I'm analyzing SARS variants, which I manipulated the data with tidyverse and acquired the following dataset
> glimpse(data)
Rows: 2,861
Columns: 5
$ Position <int> 67, 67, 70, 70, 72, 72, 1782, 2557, 2601, 3165, 3852, 3852, 3852, 4952, 5681, 7919, 7919, 7919, 7919, 7930…
$ ORF <chr> "5UTR", "5UTR", "5UTR", "5UTR", "5UTR", "5UTR", "ORF1a", "ORF1a", "ORF1a", "ORF1a", "ORF1a", "ORF1a", "ORF…
$ Mutation <chr> "intergenic", "intergenic", "intergenic", "intergenic", "intergenic", "intergenic", "synonymous", "missens…
$ Seq_ID <chr> "H3-USA", "H4-USA", "H3-USA", "H4-USA", "H3-USA", "H4-USA", "H6-TWN", "H11-CHA", "H12-CHA", "H10-TWN", "H6…
$ Host <chr> "Human", "Human", "Human", "Human", "Human", "Human", "Human", "Human", "Human", "Human", "Human", "Human"...
From this data I made the follow figure using the ggplot2 and the script employed is the one shown below:
data$Seq_ID <- factor(data$Seq_ID, levels = rev(unique(data$Seq_ID)))
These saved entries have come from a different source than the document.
//! Schema element naming.
//!
//! Type names become tag/edge names by a one-way PascalCase → snake_case
//! conversion: every uppercase letter opens a new `_`-prefixed lowercase
//! segment and leading underscores are trimmed. `PDFNode` therefore maps to
//! `p_d_f_node`. Uniqueness across types is enforced by the registry.

use std::borrow::Borrow;
use std::fmt;

use serde::{Deserialize, Serialize};

use crate::error::{MappingError, Result};

/// A tag or edge type name as it appears in statements.
#[derive(Debug, Clone, PartialEq, Eq, Hash, PartialOrd, Ord, Serialize, Deserialize)]
pub struct SchemaName(String);

impl SchemaName {
    pub fn as_str(&self) -> &str {
        &self.0
    }

    pub fn into_string(self) -> String {
        self.0
    }
}

impl fmt::Display for SchemaName {
    fn fmt(&self, f: &mut fmt::Formatter<'_>) -> fmt::Result {
        f.write_str(&self.0)
    }
}

impl Borrow<str> for SchemaName {
    fn borrow(&self) -> &str {
        &self.0
    }
}

impl AsRef<str> for SchemaName {
    fn as_ref(&self) -> &str {
        &self.0
    }
}

impl PartialEq<str> for SchemaName {
    fn eq(&self, other: &str) -> bool {
        self.0 == other
    }
}

impl PartialEq<&str> for SchemaName {
    fn eq(&self, other: &&str) -> bool {
        self.0 == *other
    }
}

/// Derive the schema element name for an entity or relation type name.
pub fn to_schema_name(type_name: &str) -> Result<SchemaName> {
    if type_name.is_empty() {
        return Err(MappingError::InvalidName {
            name: String::new(),
            reason: "type name is empty",
        });
    }

    let mut out = String::with_capacity(type_name.len() + 4);
    for ch in type_name.chars() {
        if ch.is_uppercase() {
            out.push('_');
            out.extend(ch.to_lowercase());
        } else {
            out.push(ch);
        }
    }

    let trimmed = out.trim_start_matches('_');
    if trimmed.is_empty() {
        return Err(MappingError::InvalidName {
            name: type_name.to_string(),
            reason: "type name has no characters besides underscores",
        });
    }
    Ok(SchemaName(trimmed.to_string()))
}

/// Check that `name` can be embedded unquoted as a namespace, tag, edge,
/// index, or property identifier.
pub fn ensure_identifier(name: &str) -> Result<&str> {
    let mut chars = name.chars();
    let valid_start = chars
        .next()
        .is_some_and(|c| c.is_ascii_alphabetic() || c == '_');
    if !valid_start {
        return Err(MappingError::InvalidName {
            name: name.to_string(),
            reason: "identifiers must start with an ASCII letter or underscore",
        });
    }
    if !chars.all(|c| c.is_ascii_alphanumeric() || c == '_') {
        return Err(MappingError::InvalidName {
            name: name.to_string(),
            reason: "identifiers may only contain ASCII letters, digits, and underscores",
        });
    }
    Ok(name)
}

#[cfg(test)]
mod tests {
    use super::*;

    #[test]
    fn pascal_case_becomes_snake_case() {
        assert_eq!(to_schema_name("HasLib").unwrap(), "has_lib");
        assert_eq!(to_schema_name("RootNode").unwrap(), "root_node");
        assert_eq!(to_schema_name("Insan").unwrap(), "insan");
    }

    #[test]
    fn acronyms_split_per_letter() {
        assert_eq!(to_schema_name("PDFNode").unwrap(), "p_d_f_node");
        assert_eq!(to_schema_name("PdfNode").unwrap(), "pdf_node");
    }

    #[test]
    fn snake_case_input_is_unchanged() {
        let once = to_schema_name("HasGeneralDocumentInfo").unwrap();
        assert_eq!(once, "has_general_document_info");
        let twice = to_schema_name(once.as_str()).unwrap();
        assert_eq!(once, twice);
    }

    #[test]
    fn empty_name_is_rejected() {
        assert!(matches!(
            to_schema_name(""),
            Err(MappingError::InvalidName { .. })
        ));
        assert!(to_schema_name("__").is_err());
    }

    #[test]
    fn identifier_rules() {
        assert!(ensure_identifier("knowledge_graph").is_ok());
        assert!(ensure_identifier("_t1").is_ok());
        assert!(ensure_identifier("1abc").is_err());
        assert!(ensure_identifier("a b").is_err());
        assert!(ensure_identifier("x;DROP SPACE y").is_err());
        assert!(ensure_identifier("").is_err());
    }
}
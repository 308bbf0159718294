//! In-process graph service.
//!
//! [`MemoryGraph`] implements [`Dialer`], [`GraphService`] and (through its
//! sessions) [`GraphSession`] over an in-memory catalog, executing the nGQL
//! subset this crate emits. It also exposes the knobs tests need: scripted
//! statement failures, dial refusal, per-statement latency, and session
//! accounting.

mod engine;
pub mod parser;

use std::sync::Arc;
use std::time::Duration;

use async_trait::async_trait;
use indexmap::IndexMap;
use parking_lot::{Mutex, MutexGuard};

use graphmap_core::{GraphConfig, Record};

use crate::client::GraphClient;
use crate::schema::SpaceOptions;
use crate::transport::{
    Dialer, GraphService, GraphSession, ResultSet, TransportError, E_EXECUTION_ERROR,
};

pub use engine::IndexDef;
pub use parser::{parse_literal, parse_statement, Statement};

/// Session counters of a [`MemoryGraph`].
#[derive(Debug, Clone, Copy, Default, PartialEq, Eq)]
pub struct SessionStats {
    /// Sessions authenticated.
    pub opened: usize,
    /// `release()` calls, counted per call.
    pub released: usize,
    /// Highest number of sessions open at the same time.
    pub peak_active: usize,
    /// `GraphService::close()` calls.
    pub closes: usize,
}

impl SessionStats {
    pub fn active(&self) -> usize {
        self.opened.saturating_sub(self.released)
    }
}

struct Fault {
    prefix: String,
    remaining: u32,
    message: String,
}

#[derive(Default)]
struct State {
    catalog: engine::Catalog,
    faults: Vec<Fault>,
    dial_refusal: Option<String>,
    latency: Duration,
    stats: SessionStats,
    executed: Vec<String>,
}

impl State {
    fn take_fault(&mut self, statement: &str) -> Option<String> {
        let fault = self
            .faults
            .iter_mut()
            .find(|f| f.remaining > 0 && statement.starts_with(&f.prefix))?;
        fault.remaining -= 1;
        let message = fault.message.clone();
        self.faults.retain(|f| f.remaining > 0);
        Some(message)
    }
}

/// An in-memory graph service. Clones share state.
#[derive(Clone, Default)]
pub struct MemoryGraph {
    state: Arc<Mutex<State>>,
}

impl MemoryGraph {
    pub fn new() -> Self {
        Self::default()
    }

    /// A client dialing this graph.
    pub fn client(&self, config: GraphConfig) -> GraphClient {
        GraphClient::new(config, Arc::new(self.clone()))
    }

    fn lock(&self) -> MutexGuard<'_, State> {
        self.state.lock()
    }

    // ── Fault Injection ──────────────────────────────────────────

    /// Make subsequent dials fail with `message`.
    pub fn refuse_connections(&self, message: impl Into<String>) {
        self.lock().dial_refusal = Some(message.into());
    }

    pub fn accept_connections(&self) {
        self.lock().dial_refusal = None;
    }

    /// Fail the next `times` statements starting with `prefix` with a
    /// server error carrying `message`.
    pub fn fail_statements(&self, prefix: impl Into<String>, times: u32, message: impl Into<String>) {
        self.lock().faults.push(Fault {
            prefix: prefix.into(),
            remaining: times,
            message: message.into(),
        });
    }

    /// Delay every statement by `latency` before it executes.
    pub fn set_latency(&self, latency: Duration) {
        self.lock().latency = latency;
    }

    // ── Inspection ───────────────────────────────────────────────

    pub fn session_stats(&self) -> SessionStats {
        self.lock().stats
    }

    /// Every statement received, in order, including failed ones.
    pub fn executed(&self) -> Vec<String> {
        self.lock().executed.clone()
    }

    /// Number of received statements starting with `prefix`.
    pub fn executed_count(&self, prefix: &str) -> usize {
        self.lock()
            .executed
            .iter()
            .filter(|s| s.starts_with(prefix))
            .count()
    }

    pub fn namespaces(&self) -> Vec<String> {
        self.lock().catalog.spaces.keys().cloned().collect()
    }

    pub fn namespace_options(&self, namespace: &str) -> Option<SpaceOptions> {
        self.lock()
            .catalog
            .spaces
            .get(namespace)
            .map(|space| SpaceOptions {
                partition_num: space.partition_num,
                replica_factor: space.replica_factor,
                vid_type: space.vid_type,
            })
    }

    /// Tag names of `namespace`, in creation order.
    pub fn tags(&self, namespace: &str) -> Vec<String> {
        self.lock()
            .catalog
            .spaces
            .get(namespace)
            .map(|space| space.tags.keys().cloned().collect())
            .unwrap_or_default()
    }

    /// Edge type names of `namespace`, in creation order.
    pub fn edge_types(&self, namespace: &str) -> Vec<String> {
        self.lock()
            .catalog
            .spaces
            .get(namespace)
            .map(|space| space.edges.keys().cloned().collect())
            .unwrap_or_default()
    }

    pub fn index(&self, namespace: &str, index: &str) -> Option<IndexDef> {
        self.lock()
            .catalog
            .spaces
            .get(namespace)
            .and_then(|space| space.indexes.get(index).cloned())
    }

    /// Properties of vertex `vid`, per tag.
    pub fn vertex(&self, namespace: &str, vid: &str) -> Option<IndexMap<String, Record>> {
        self.lock()
            .catalog
            .spaces
            .get(namespace)
            .and_then(|space| space.vertices.get(vid).cloned())
    }

    pub fn edge(&self, namespace: &str, edge: &str, src: &str, dst: &str) -> Option<Record> {
        let key = (edge.to_string(), src.to_string(), dst.to_string());
        self.lock()
            .catalog
            .spaces
            .get(namespace)
            .and_then(|space| space.edge_data.get(&key).cloned())
    }
}

#[async_trait]
impl Dialer for MemoryGraph {
    async fn dial(&self, config: &GraphConfig) -> Result<Arc<dyn GraphService>, TransportError> {
        if let Some(message) = self.lock().dial_refusal.clone() {
            return Err(TransportError::Dial {
                address: config.address(),
                message,
            });
        }
        Ok(Arc::new(self.clone()))
    }
}

#[async_trait]
impl GraphService for MemoryGraph {
    async fn authenticate(
        &self,
        _username: &str,
        _password: &str,
    ) -> Result<Box<dyn GraphSession>, TransportError> {
        let mut state = self.lock();
        state.stats.opened += 1;
        state.stats.peak_active = state.stats.peak_active.max(state.stats.active());
        Ok(Box::new(MemorySession {
            graph: self.clone(),
            space: None,
            released: false,
        }))
    }

    fn close(&self) {
        self.lock().stats.closes += 1;
    }
}

struct MemorySession {
    graph: MemoryGraph,
    space: Option<String>,
    released: bool,
}

#[async_trait]
impl GraphSession for MemorySession {
    async fn execute(&mut self, statement: &str) -> Result<ResultSet, TransportError> {
        if self.released {
            return Err(TransportError::SessionClosed);
        }
        let latency = self.graph.lock().latency;
        if !latency.is_zero() {
            tokio::time::sleep(latency).await;
        }

        let mut state = self.graph.lock();
        state.executed.push(statement.to_string());
        if let Some(message) = state.take_fault(statement) {
            return Ok(ResultSet::failure(E_EXECUTION_ERROR, message));
        }
        Ok(state.catalog.execute(&mut self.space, statement))
    }

    fn release(&mut self) {
        self.released = true;
        self.graph.lock().stats.released += 1;
    }
}
impl Catalog {
    /// Parse and apply `statement` in the context of the session's current
    /// space. Failures come back as a failed `ResultSet`.
    pub fn execute(&mut self, current: &mut Option<String>, statement: &str) -> ResultSet {
        let parsed = match parse_statement(statement) {
            Ok(parsed) => parsed,
            Err(message) => return ResultSet::failure(E_SYNTAX_ERROR, message),
        };
        self.apply(current, parsed)
            .unwrap_or_else(|f| ResultSet::failure(f.code, f.message))
    }

    fn space_mut(&mut self, current: &Option<String>) -> Result<&mut Space, Failure> {
        let name = current
            .as_deref()
            .ok_or_else(|| semantic("Space was not chosen."))?;
        self.spaces.get_mut(name).ok_or_else(|| space_not_found(name))
    }

    fn apply(&mut self, current: &mut Option<String>, statement: Statement) -> Result<ResultSet, Failure> {
        match statement {
            Statement::Use(name) => {
                if !self.spaces.contains_key(&name) {
                    return Err(space_not_found(&name));
                }
                *current = Some(name);
                Ok(ResultSet::empty())
            }

            Statement::CreateSpace {
                name,
                if_not_exists,
                partition_num,
                replica_factor,
                vid_type,
            } => {
                if self.spaces.contains_key(&name) {
                    return if if_not_exists {
                        Ok(ResultSet::empty())
                    } else {
                        Err(execution("Existed!"))
                    };
                }
                if partition_num == 0 || replica_factor == 0 {
                    return Err(semantic("partition_num and replica_factor must be positive"));
                }
                self.spaces
                    .insert(name, Space::new(partition_num, replica_factor, vid_type));
                Ok(ResultSet::empty())
            }

            Statement::ShowSpaces => Ok(names(self.spaces.keys())),

            Statement::DropSpace { name, if_exists } => {
                if self.spaces.shift_remove(&name).is_none() && !if_exists {
                    return Err(space_not_found(&name));
                }
                Ok(ResultSet::empty())
            }

            Statement::CreateSchema {
                kind,
                name,
                if_not_exists,
                properties,
            } => {
                let space = self.space_mut(current)?;
                let schemas = space.schemas_mut(kind);
                if schemas.contains_key(&name) {
                    return if if_not_exists {
                        Ok(ResultSet::empty())
                    } else {
                        Err(execution("Existed!"))
                    };
                }
                for (i, prop) in properties.iter().enumerate() {
                    if properties[..i].iter().any(|p| p.name == prop.name) {
                        return Err(semantic(format!("Duplicate column name `{}`", prop.name)));
                    }
                    if let Some(default) = &prop.default {
                        coerce(prop, default.clone())?;
                    }
                }
                schemas.insert(name, properties);
                Ok(ResultSet::empty())
            }

            Statement::ShowSchemas(kind) => {
                let space = self.space_mut(current)?;
                Ok(names(space.schemas(kind).keys()))
            }

            Statement::DropSchema {
                kind,
                name,
                if_exists,
            } => {
                let space = self.space_mut(current)?;
                if !space.schemas(kind).contains_key(&name) {
                    return if if_exists {
                        Ok(ResultSet::empty())
                    } else {
                        Err(schema_not_found(kind, &name))
                    };
                }
                if space
                    .indexes
                    .values()
                    .any(|idx| idx.kind == kind && idx.schema == name)
                {
                    return Err(execution("Conflict!"));
                }
                space.schemas_mut(kind).shift_remove(&name);
                match kind {
                    SchemaKind::Tag => {
                        for tags in space.vertices.values_mut() {
                            tags.shift_remove(&name);
                        }
                        space.vertices.retain(|_, tags| !tags.is_empty());
                    }
                    SchemaKind::Edge => space.edge_data.retain(|(edge, _, _), _| *edge != name),
                }
                Ok(ResultSet::empty())
            }

            Statement::CreateIndex {
                kind,
                name,
                if_not_exists,
                schema,
                fields,
            } => {
                let space = self.space_mut(current)?;
                let props = space
                    .schemas(kind)
                    .get(&schema)
                    .ok_or_else(|| schema_not_found(kind, &schema))?;
                if let Some(missing) = fields
                    .iter()
                    .find(|f| !props.iter().any(|p| p.name == f.name))
                {
                    return Err(semantic(format!("Key `{}` not found in `{schema}`", missing.name)));
                }
                if space.indexes.contains_key(&name) {
                    return if if_not_exists {
                        Ok(ResultSet::empty())
                    } else {
                        Err(execution("Existed!"))
                    };
                }
                space.indexes.insert(
                    name,
                    IndexDef {
                        kind,
                        schema,
                        fields,
                    },
                );
                Ok(ResultSet::empty())
            }

            Statement::InsertVertex {
                if_not_exists,
                tag,
                fields,
                rows,
            } => {
                let space = self.space_mut(current)?;
                let props = space
                    .tags
                    .get(&tag)
                    .ok_or_else(|| schema_not_found(SchemaKind::Tag, &tag))?;
                let mut prepared = Vec::with_capacity(rows.len());
                for (vid, values) in rows {
                    space.check_vid(&vid)?;
                    prepared.push((vid, build_record(props, &fields, values)?));
                }
                for (vid, record) in prepared {
                    let tags = space.vertices.entry(vid).or_default();
                    if if_not_exists && tags.contains_key(&tag) {
                        continue;
                    }
                    tags.insert(tag.clone(), record);
                }
                Ok(ResultSet::empty())
            }

            Statement::InsertEdge {
                if_not_exists,
                edge,
                fields,
                rows,
            } => {
                let space = self.space_mut(current)?;
                let props = space
                    .edges
                    .get(&edge)
                    .ok_or_else(|| schema_not_found(SchemaKind::Edge, &edge))?;
                let mut prepared = Vec::with_capacity(rows.len());
                for (src, dst, values) in rows {
                    space.check_vid(&src)?;
                    space.check_vid(&dst)?;
                    prepared.push(((edge.clone(), src, dst), build_record(props, &fields, values)?));
                }
                for (key, record) in prepared {
                    if if_not_exists && space.edge_data.contains_key(&key) {
                        continue;
                    }
                    space.edge_data.insert(key, record);
                }
                Ok(ResultSet::empty())
            }

            Statement::UpdateVertex {
                tag,
                vid,
                assignments,
            } => {
                let space = self.space_mut(current)?;
                let props = space
                    .tags
                    .get(&tag)
                    .ok_or_else(|| schema_not_found(SchemaKind::Tag, &tag))?;
                let mut updates = Vec::with_capacity(assignments.len());
                for (field, value) in assignments {
                    let prop = props
                        .iter()
                        .find(|p| p.name == field)
                        .ok_or_else(|| semantic(format!("Unknown column `{field}` in `{tag}`")))?;
                    updates.push((field, coerce(prop, value)?));
                }
                let record = space
                    .vertices
                    .get_mut(&vid)
                    .and_then(|tags| tags.get_mut(&tag))
                    .ok_or_else(|| execution("Storage Error: Vertex or edge not found."))?;
                for (field, value) in updates {
                    record.insert(field, value);
                }
                Ok(ResultSet::empty())
            }

            Statement::MatchTag(tag) => {
                let space = self.space_mut(current)?;
                if !space.tags.contains_key(&tag) {
                    return Err(semantic(format!("`{tag}': Unknown tag")));
                }
                let rows = space
                    .vertices
                    .iter()
                    .filter(|(_, tags)| tags.contains_key(&tag))
                    .map(|(vid, tags)| vec![vertex_cell(vid, tags)])
                    .collect();
                Ok(ResultSet::with_rows(vec!["n".to_string()], rows))
            }

            Statement::MatchId(vid) => {
                let space = self.space_mut(current)?;
                let rows = space
                    .vertices
                    .get(&vid)
                    .map(|tags| vec![vec![vertex_cell(&vid, tags)]])
                    .unwrap_or_default();
                Ok(ResultSet::with_rows(vec!["n".to_string()], rows))
            }
        }
    }
}
//! Connection and retry configuration.
//!
//! Configuration is loaded from (in priority order):
//! 1. Environment variables (`GRAPHMAP__NEBULA__HOST`, ...)
//! 2. Config file (`graphmap.toml`, `[nebula]` section)
//! 3. Defaults

use std::time::Duration;

use config::builder::DefaultState;
use config::{ConfigBuilder, ConfigError, Environment, File, FileFormat};
use serde::{Deserialize, Serialize};

use crate::error::{MappingError, Result};

/// Connection settings for the graph service.
#[derive(Debug, Clone, PartialEq, Serialize, Deserialize)]
pub struct GraphConfig {
    #[serde(default = "default_host")]
    pub host: String,

    #[serde(default = "default_port")]
    pub port: u16,

    #[serde(default = "default_username")]
    pub username: String,

    #[serde(default = "default_password")]
    pub password: String,

    /// Upper bound on sessions checked out at the same time.
    #[serde(default = "default_pool_size")]
    pub max_connection_pool_size: usize,

    #[serde(default = "default_connect_timeout_ms")]
    pub connect_timeout_ms: u64,

    /// How long `session()` waits for a free pool slot.
    #[serde(default = "default_acquire_timeout_ms")]
    pub acquire_timeout_ms: u64,

    /// Per-statement timeout. `None` waits indefinitely.
    #[serde(default)]
    pub statement_timeout_ms: Option<u64>,

    #[serde(default)]
    pub retry: RetryPolicy,
}

fn default_host() -> String {
    "127.0.0.1".to_string()
}

fn default_port() -> u16 {
    9669
}

fn default_username() -> String {
    "root".to_string()
}

fn default_password() -> String {
    "nebula".to_string()
}

fn default_pool_size() -> usize {
    10
}

fn default_connect_timeout_ms() -> u64 {
    5_000
}

fn default_acquire_timeout_ms() -> u64 {
    30_000
}

impl Default for GraphConfig {
    fn default() -> Self {
        Self {
            host: default_host(),
            port: default_port(),
            username: default_username(),
            password: default_password(),
            max_connection_pool_size: default_pool_size(),
            connect_timeout_ms: default_connect_timeout_ms(),
            acquire_timeout_ms: default_acquire_timeout_ms(),
            statement_timeout_ms: None,
            retry: RetryPolicy::default(),
        }
    }
}

impl GraphConfig {
    /// Load from `<file_prefix>.toml` (optional) overlaid by `GRAPHMAP__` env vars.
    pub fn load(file_prefix: &str) -> Result<Self> {
        Self::from_builder(
            config::Config::builder()
                .add_source(File::with_name(file_prefix).required(false))
                .add_source(
                    Environment::with_prefix("GRAPHMAP")
                        .separator("__")
                        .try_parsing(true),
                ),
        )
    }

    /// Parse a TOML document carrying a `[nebula]` section.
    pub fn from_toml(text: &str) -> Result<Self> {
        Self::from_builder(
            config::Config::builder().add_source(File::from_str(text, FileFormat::Toml)),
        )
    }

    fn from_builder(builder: ConfigBuilder<DefaultState>) -> Result<Self> {
        let cfg = builder
            .build()
            .map_err(|e| MappingError::Config(e.to_string()))?;
        match cfg.get::<GraphConfig>("nebula") {
            Ok(c) => Ok(c),
            Err(ConfigError::NotFound(_)) => Ok(GraphConfig::default()),
            Err(e) => Err(MappingError::Config(e.to_string())),
        }
    }

    pub fn address(&self) -> String {
        format!("{}:{}", self.host, self.port)
    }

    pub fn connect_timeout(&self) -> Duration {
        Duration::from_millis(self.connect_timeout_ms)
    }

    pub fn acquire_timeout(&self) -> Duration {
        Duration::from_millis(self.acquire_timeout_ms)
    }

    pub fn statement_timeout(&self) -> Option<Duration> {
        self.statement_timeout_ms.map(Duration::from_millis)
    }
}

/// Bounded exponential backoff for server-reported write failures.
#[derive(Debug, Clone, PartialEq, Eq, Serialize, Deserialize)]
pub struct RetryPolicy {
    /// Total attempts including the first. Values below 1 behave as 1.
    #[serde(default = "default_max_attempts")]
    pub max_attempts: u32,

    #[serde(default = "default_initial_delay_ms")]
    pub initial_delay_ms: u64,

    #[serde(default = "default_multiplier")]
    pub multiplier: u32,

    #[serde(default)]
    pub max_delay_ms: Option<u64>,
}

fn default_max_attempts() -> u32 {
    10
}

fn default_initial_delay_ms() -> u64 {
    1_000
}

fn default_multiplier() -> u32 {
    2
}

impl Default for RetryPolicy {
    fn default() -> Self {
        Self {
            max_attempts: default_max_attempts(),
            initial_delay_ms: default_initial_delay_ms(),
            multiplier: default_multiplier(),
            max_delay_ms: None,
        }
    }
}

impl RetryPolicy {
    /// A single attempt, no retries.
    pub fn none() -> Self {
        Self {
            max_attempts: 1,
            ..Self::default()
        }
    }

    pub fn attempts(&self) -> u32 {
        self.max_attempts.max(1)
    }

    /// Delay to wait after failed attempt number `attempt` (1-based).
    pub fn delay_after(&self, attempt: u32) -> Duration {
        let factor = u64::from(self.multiplier.max(1)).saturating_pow(attempt.saturating_sub(1));
        let mut millis = self.initial_delay_ms.saturating_mul(factor);
        if let Some(cap) = self.max_delay_ms {
            millis = millis.min(cap);
        }
        Duration::from_millis(millis)
    }
}

#[cfg(test)]
mod tests {
    use super::*;

    #[test]
    fn test_default_config() {
        let config = GraphConfig::default();
        assert_eq!(config.address(), "127.0.0.1:9669");
        assert_eq!(config.username, "root");
        assert_eq!(config.max_connection_pool_size, 10);
        assert_eq!(config.statement_timeout(), None);
        assert_eq!(config.retry.max_attempts, 10);
    }

    #[test]
    fn test_toml_overrides_and_defaults() {
        let config = GraphConfig::from_toml(
            r#"
            [nebula]
            host = "192.168.3.70"
            port = 32113
            statement_timeout_ms = 2500

            [nebula.retry]
            max_attempts = 3
            "#,
        )
        .unwrap();
        assert_eq!(config.address(), "192.168.3.70:32113");
        assert_eq!(config.password, "nebula");
        assert_eq!(config.statement_timeout(), Some(Duration::from_millis(2500)));
        assert_eq!(config.retry.max_attempts, 3);
        assert_eq!(config.retry.initial_delay_ms, 1_000);
    }

    #[test]
    fn test_missing_section_uses_defaults() {
        let config = GraphConfig::from_toml("[other]\nkey = 1\n").unwrap();
        assert_eq!(config, GraphConfig::default());
    }

    #[test]
    fn test_backoff_doubles_and_caps() {
        let policy = RetryPolicy::default();
        assert_eq!(policy.delay_after(1), Duration::from_secs(1));
        assert_eq!(policy.delay_after(2), Duration::from_secs(2));
        assert_eq!(policy.delay_after(9), Duration::from_secs(256));

        let capped = RetryPolicy {
            max_delay_ms: Some(5_000),
            ..RetryPolicy::default()
        };
        assert_eq!(capped.delay_after(10), Duration::from_secs(5));
        assert_eq!(capped.delay_after(u32::MAX), Duration::from_secs(5));
    }

    #[test]
    fn test_none_policy_has_one_attempt() {
        assert_eq!(RetryPolicy::none().attempts(), 1);
        let zero = RetryPolicy {
            max_attempts: 0,
            ..RetryPolicy::default()
        };
        assert_eq!(zero.attempts(), 1);
    }
}
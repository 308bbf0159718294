//! graphmap-core: typed entity descriptors and their mapping onto graph schema.
//!
//! This crate provides the pure, I/O-free half of graphmap:
//! - Entity and relation descriptors and the runtime [`Value`] model
//! - Schema element naming (PascalCase → snake_case)
//! - Field type projection onto tag column types
//! - Statement literal formatting
//! - Serde bridging between domain structs and property records
//! - The explicit type registry and the predefined document-graph models
//! - Connection and retry configuration

pub mod config;
pub mod entity;
pub mod error;
pub mod format;
pub mod mapping;
pub mod models;
pub mod naming;
pub mod registry;
pub mod types;
pub mod vid;

pub use config::{GraphConfig, RetryPolicy};
pub use entity::{Entity, Relation};
pub use error::MappingError;
pub use mapping::{project_columns, scalar_type_of, Column, FieldMapping};
pub use naming::{to_schema_name, SchemaName};
pub use registry::TypeRegistry;
pub use types::{
    EntityDescriptor, FieldDecl, FieldType, Record, RelationDescriptor, ScalarKind, Value, VidType,
};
ggplot(data) + geom_point(aes(Position, Seq_ID, color = Mutation), size = 1) + theme_minimal() + theme(legend.position = "bottom") + scale_color_brewer(palette = "Dark2")
Rplot01.pdf (122.3 KB)
Visually it looks like what I want. However, several aspects are still to be annotated according to the figure I show below
These are the tasks I need help:
- To each type of host assign a different color as background (bat, intermediate, human) that is seen in the Y-axis.
- Build the bar chart near the X-axis, where it shows the different ORFs.
I appreciate very much any help you can contribute.